元・平和研究会の会員でもあった何氏によれば、部室は実質的に共産党と民青が利用しており、平和研究会も、青空の会も活動実態はほとんど存在しないと断言する。

「そもそも、平和研究会・青空の会には実態のある会員がいません。党員の中に、平和研究会担当があったといったほうがよいでしょう。青空の会については、実態ゼロでした。今回の彼らの弁明文書に書かれたものを読むと、要は、民青のやってる環境問題関係の活動が、すなわち青空の会の活動のようです。今回の騒動でも、平和研究会・青空の会の会員の存在を見ることはついぞありませんでした。人材が枯渇していることがうかがえます」

この部室を共産党と民青は、活動拠点として大いに活用してきた。
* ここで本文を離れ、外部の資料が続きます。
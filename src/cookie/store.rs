// src/cookie/store.rs

use std::fmt;
use std::sync::{PoisonError, RwLock};

use url::Url;

use super::{Cookie, CookieStore};

/// A `cookie_store::CookieStore` whose lock was poisoned by a panicking writer.
#[derive(Debug)]
pub struct PoisonedStore;

impl fmt::Display for PoisonedStore {
    fn fmt(&self, f: &mut fmt::Formatter<'_>) -> fmt::Result {
        f.write_str("cookie store lock poisoned")
    }
}

impl std::error::Error for PoisonedStore {}

impl<T> From<PoisonError<T>> for PoisonedStore {
    fn from(_: PoisonError<T>) -> Self {
        PoisonedStore
    }
}

/// The store shape used by reqwest's cookie `Jar`.
///
/// Expired cookies are included; the store evicts them on its own schedule.
impl CookieStore for RwLock<cookie_store::CookieStore> {
    type Error = PoisonedStore;

    fn cookies(&self) -> Result<Vec<Cookie<'static>>, PoisonedStore> {
        let store = self.read()?;
        Ok(store.iter_any().map(|c| (**c).clone()).collect())
    }

    fn remove(&self, uri: &Url, cookie: &Cookie<'_>) -> Result<bool, PoisonedStore> {
        let mut store = self.write()?;
        let host = uri.host_str().unwrap_or_default();
        let domain_matches = |c: &cookie_store::Cookie<'_>| {
            c.domain
                .as_cow()
                .map_or(false, |d| host.eq_ignore_ascii_case(&d) || host.ends_with(&*format!(".{}", d)))
        };
        // prefer the entry scoped to `uri`, else the same cookie under any domain
        let key = store
            .iter_any()
            .find(|c| ***c == *cookie && domain_matches(*c))
            .or_else(|| store.iter_any().find(|c| ***c == *cookie))
            .and_then(|c| {
                let domain = c.domain.as_cow()?.into_owned();
                let path: &str = c.path.as_ref();
                Some((domain, path.to_owned(), c.name().to_owned()))
            });

        Ok(match key {
            Some((domain, path, name)) => store.remove(&domain, &path, &name).is_some(),
            None => false,
        })
    }
}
駒場キャンパス近くのマンションには、共産党の東京都委員会が家賃を払う拠点もある。ここに連れ込んで、オルグしてメンバーに仕立て上げるのが、彼らの最終目標。部室は、その前段で関係性を築く場所として大いに活用されてきたのである。

このことは、以前にも問題になっており、2010年初めに同年度の部室を割り振る際にも学友会内部で「民青がダミーサークルを作ってB109を使っている」ことが問題になったが、この時は学友会内に党員がいたため「民青とは関係ない」というキャンペーンを張って、難を逃れている。そうしてまで確保してきた拠点を、ささいなミスで失うことになってしまったのだ。いま、党内で、どれだけ問題(というか、関係者の針のムシロっぷり)になっているのか……想像に難くない。


■最後の日は、一人で荷物を運び出し……

一時は「部室に立てこもりか?」とのウワサも流れたが、協議の結果18日に一旦退去の上で23日に学友会が臨時の評議員会を開催し、再検討を行うことで合意。18日には、小西氏が一人で荷物を運び出す寂しい姿が見られたという。

23日に開催された評議員会では青空の会と平和研究会が、あらためて「部室継続申請を期限内に提出した」と主張し、「民青に彼らの部室として使わせていたというのは大きな誤解」とも発言したが、認められることはなく、部室取り上げが確定することとなった。

昨年の党員及び民青同盟員の集団脱党と、それに続く教養学部学生自治会の全学連脱退決議により、風前のともしびだった東大内の共産党勢力。

現在、東大で存在が確認される左翼系組織として、まず挙げられるのが革マル派。彼らと関係が深いとされるサークルは依然として部室を維持しているものの、駒場祭期間を除けば、学内における活動はあまり目にしない。またPOSSE(NPO法人POSSEの名称で労働問題へのコミットで知られるが、もとは京大政経研グループと呼ばれる新左翼組織)は、若者論への言及で知られる教育学部の本田由紀教授ら教員との強い関係性を持っているが、学内での活動はあまり盛んではない。一部の授業で、教員がPOSSEのビラを学生に配布している姿が見られる程度である。

東京大学には、教養学部学生自治会のほかに本郷キャンパスの情報学環教育部に自治会があるが、こちらは長年にわたって政治色のカケラもない(昨年は自治会長選挙で立候補者ゼロで、仕切り直しという事態も……)。

つまり、今回、共産党系サークルが部室を取り上げられたことで、東京大学から学生運動は、ほぼ姿を消したといってよいだろう。前述の新左翼系をはじめ、右派系や新興宗教系のものまで、東大内部には依然としてさまざまなサークルが存在するものの、活発に活動しているところは、まずない。せいぜい、年に2度の学園祭、五月祭と駒場祭の時に、存在しているのがわかる程度である。

怪しいサークルも、大学生活の彩りと思う筆者としては、ちょっと寂しい気もする。